March 18, 2024 | Clark Cameron
My late father-in-law was a prince of a guy. He was kind, funny, generous and a jack of all trades. His skills included painting, plumbing, electrical, sheetrock, hanging wallpaper and more. He was practically Bob Vila, the American home improvement television show host. So, when my wife married me, she assumed she was getting someone equally as handy around the house. Of course, she was wrong.
Early in our marriage, a bedroom lamp stopped working and my wife asked me to fix it. After several minutes of inspection (checking the cord, the switch, the outlet and even the circuit breaker box), I’d reached the edge of my lighting knowledge and needed a professional to help. Not wanting to confirm any of my father-in-law’s suspicions about my deficiencies, I decided not to call him. I called an electrician instead. When he arrived, I provided a complete rundown of everything I’d tried, pointed him to the back bedroom, and wished him luck. Thirty seconds later the lamp was on and I found him writing an invoice for $57. Before I could voice my obvious question, he blurted out, “Just needed a new light bulb.” Writer’s note: I assumed the sting of this story would be gone after more than 25 years. It’s still too soon.
Famed business management guru Peter Drucker once advised, “Do what you do best and outsource the rest.” This is sound advice for all companies, but especially for health plans. Health insurance carriers are responsible for financing health care costs and coordinating health care services for their members. Drucker also observed, “Even small health care institutions are complex, barely manageable places. Large health care institutions may be the most complex organizations in human history.”
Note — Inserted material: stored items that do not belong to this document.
use std::time::{Duration, Instant};

use tokio_util::sync::CancellationToken;

use crate::export::{encode, Artifact, ExportError, ExportFormat, ExportSnapshot};

/// Runs encoders on the blocking pool, bounded by a timeout and a cancellation token.
#[derive(Debug, Clone)]
pub struct ExportPipeline {
    timeout: Duration,
}

impl ExportPipeline {
    pub fn new(timeout: Duration) -> Self {
        Self { timeout }
    }

    pub async fn export(
        &self,
        format: ExportFormat,
        snapshot: ExportSnapshot,
        cancel: &CancellationToken,
    ) -> Result<Artifact, ExportError> {
        let started = Instant::now();
        let label = snapshot.version_label.clone();
        let artifact = self
            .run_blocking(cancel, move || encode(format, &snapshot))
            .await?;
        tracing::info!(
            "Exported {format} for {label}: {} bytes in {}ms",
            artifact.bytes.len(),
            started.elapsed().as_millis()
        );
        Ok(artifact)
    }

    pub(crate) async fn run_blocking<T, F>(
        &self,
        cancel: &CancellationToken,
        job: F,
    ) -> Result<T, ExportError>
    where
        T: Send + 'static,
        F: FnOnce() -> Result<T, ExportError> + Send + 'static,
    {
        if cancel.is_cancelled() {
            return Err(ExportError::Cancelled);
        }
        let task = tokio::task::spawn_blocking(job);
        tokio::select! {
            biased;
            _ = cancel.cancelled() => {
                tracing::warn!("Export cancelled before completion");
                Err(ExportError::Cancelled)
            }
            outcome = tokio::time::timeout(self.timeout, task) => match outcome {
                Err(_) => {
                    tracing::warn!("Export exceeded {}s", self.timeout.as_secs());
                    Err(ExportError::Timeout(self.timeout.as_secs()))
                }
                Ok(Err(join)) => Err(ExportError::Join(join.to_string())),
                Ok(Ok(result)) => result,
            },
        }
    }
}
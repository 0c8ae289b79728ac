//! Template-switch reconciliation.
//!
//! A single pure reducer keeps the layout consistent with the capability set of
//! the template that renders it. Callers own the decision of when to run it.

use std::fmt;
use std::str::FromStr;

use serde::{Deserialize, Serialize};

use crate::layout::capability::TemplateKind;
use crate::layout::config::LayoutConfig;
use crate::models::resume::ResumeDocument;
use crate::models::section::SectionId;

/// What happens to the data of a section the new template cannot show.
#[derive(Debug, Clone, Copy, PartialEq, Eq, Default, Serialize, Deserialize)]
#[serde(rename_all = "snake_case")]
pub enum ReconcilePolicy {
    /// Hidden sections are emptied, so re-enabling them later shows nothing.
    #[default]
    ClearOnSwitch,
    /// Hidden sections keep their data.
    PreserveHidden,
}

impl FromStr for ReconcilePolicy {
    type Err = String;

    fn from_str(s: &str) -> Result<Self, Self::Err> {
        match s.trim().to_ascii_lowercase().as_str() {
            "clear" | "clear_on_switch" => Ok(ReconcilePolicy::ClearOnSwitch),
            "preserve" | "preserve_hidden" => Ok(ReconcilePolicy::PreserveHidden),
            other => Err(format!(
                "unknown reconcile policy '{other}' (expected 'clear' or 'preserve')"
            )),
        }
    }
}

impl fmt::Display for ReconcilePolicy {
    fn fmt(&self, f: &mut fmt::Formatter<'_>) -> fmt::Result {
        match self {
            ReconcilePolicy::ClearOnSwitch => f.write_str("clear"),
            ReconcilePolicy::PreserveHidden => f.write_str("preserve"),
        }
    }
}

#[derive(Debug, Clone, PartialEq)]
pub struct Reconciled {
    pub document: ResumeDocument,
    pub layout: LayoutConfig,
    /// Sections whose data was emptied (always empty under `PreserveHidden`).
    pub cleared: Vec<SectionId>,
}

/// Clamps visibility to `template`'s capabilities and moves supported sections first.
///
/// Afterwards the visible ids are exactly the capability set, in their previous
/// relative order, followed by the hidden remainder.
pub fn reconcile_layout(
    document: &ResumeDocument,
    layout: &LayoutConfig,
    template: TemplateKind,
    policy: ReconcilePolicy,
) -> Reconciled {
    let mut document = document.clone();
    let mut layout = layout.clone();
    let mut cleared = Vec::new();

    for id in SectionId::ALL {
        let supported = template.supports(id);
        layout.set_visible(id, supported);
        if !supported && policy == ReconcilePolicy::ClearOnSwitch && document.has_content(id) {
            document.clear_section(id);
            cleared.push(id);
        }
    }
    layout.partition_by(|id| template.supports(id));

    Reconciled {
        document,
        layout,
        cleared,
    }
}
I’ve worked in and around commercial health insurers my entire career and have found that an ethos of ‘built here’ often exists. Whenever possible, most payers want to build rather than buy, and insource rather than outsource. Such thinking eventually leads to antiquated systems and inefficient processes. Although the health insurance industry is highly fragmented, half a dozen strong national players combine to own half the market and have deep enough pockets to maintain the most sophisticated, cutting-edge technology available. The remaining several hundred health plans can’t match the staffing levels or cash reserves of the behemoths, so how could they possibly keep up with novel, value-adding innovations?
They should follow Drucker’s advice and continue executing their core competencies while outsourcing the rest. Over the past 10-15 years, powerful new software tools have been introduced to help health plans identify critically ill members and better manage their care to improve outcomes and reduce costs. Such tools, however, can be challenging to implement. These plans need the insights and information the tools yield but don’t have the bandwidth or interest to implement new software, thus making outsourcing the best alternative.
Health information technology firms have become much more adept at simplifying the claims data specification process for payers. Health plans can now submit data in a secure, compliant manner and, in turn, receive the valuable, actionable insights they desire. Health plans can then integrate those insights into financing and managing better care for members, allowing proven health tech firms to do what they do best. Health plans are then better positioned to do what they do best. Now that’s a bargain Drucker would approve of.
I’ve learned a few things in the quarter century since the lamp incident. Now, I’m quite proficient at changing light bulbs and have even added a handful of home renovation skills to my repertoire. I do, however, know my limits. When necessary, I call in the experts and am happy to write a check. It’s the smart move, and I think my father-in-law would approve.
Clark Cameron is director of payer commercialization at 3M Health Information Systems.